Work item
Give the records again, every one, exactly.

+ + + + +

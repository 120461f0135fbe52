//! Reconciliation of AI-extracted dealer inventories against stored listings.
//!
//! An extraction batch is validated (`intake`), paired with existing listings (`matching`),
//! turned into reviewable change records (`comparator`) and, once a reviewer selects them,
//! written through the storage port (`applier`).

pub mod applier;
pub mod comparator;
pub mod domain;
pub mod intake;
pub mod matching;
pub mod memory;
pub mod repository;
pub mod router;
pub mod service;

pub use applier::{ApplyError, ApplyOutcome, ChangeApplier, ChangeError, SkippedChange};
pub use comparator::{build_change_set, diff_listing};
pub use domain::{
    ChangeCounts, ChangeId, ChangeRecord, ChangeStatus, ChangeType, ExtractedVehicle,
    ExtractionSession, FieldDiff, FieldValue, ListingField, MatchMethod, SessionId, SessionStatus,
    VariantSource,
};
pub use intake::{
    ExtractionIntake, IntakeRecord, IntakeReport, IntakeViolation, RawAmount, RawExtractedVehicle,
    RawOffer, RejectedRecord,
};
pub use matching::{find_best_match, InventoryIndex, ListingMatch};
pub use memory::InMemoryInventoryStore;
pub use repository::{ChangeStatusUpdate, InventoryStore, ListingPatch, StorageOp, StoreError};
pub use router::{extraction_router, ApplyRequest, ChangeIdsRequest, StageRequest};
pub use service::{
    ExtractionService, ExtractionServiceError, SessionView, StagedExtraction, TransitionOutcome,
};

#[cfg(test)]
mod tests;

+ + + + +

Task solution
repository 120461f0135fbe52
//! Reconciliation of AI-extracted dealer inventories against stored listings.
//!
//! An extraction batch is validated (`intake`), paired with existing listings (`matching`),
//! turned into reviewable change records (`comparator`) and, once a reviewer selects them,
//! written through the storage port (`applier`).

pub mod applier;
pub mod comparator;
pub mod domain;
pub mod intake;
pub mod matching;
pub mod memory;
pub mod repository;
pub mod router;
pub mod service;

pub use applier::{ApplyError, ApplyOutcome, ChangeApplier, ChangeError, SkippedChange};
pub use comparator::{build_change_set, diff_listing};
pub use domain::{
    ChangeCounts, ChangeId, ChangeRecord, ChangeStatus, ChangeType, ExtractedVehicle,
    ExtractionSession, FieldDiff, FieldValue, ListingField, MatchMethod, SessionId, SessionStatus,
    VariantSource,
};
pub use intake::{
    ExtractionIntake, IntakeRecord, IntakeReport, IntakeViolation, RawAmount, RawExtractedVehicle,
    RawOffer, RejectedRecord,
};
pub use matching::{find_best_match, InventoryIndex, ListingMatch};
pub use memory::InMemoryInventoryStore;
pub use repository::{ChangeStatusUpdate, InventoryStore, ListingPatch, StorageOp, StoreError};
pub use router::{extraction_router, ApplyRequest, ChangeIdsRequest, StageRequest};
pub use service::{
    ExtractionService, ExtractionServiceError, SessionView, StagedExtraction, TransitionOutcome,
};

#[cfg(test)]
mod tests;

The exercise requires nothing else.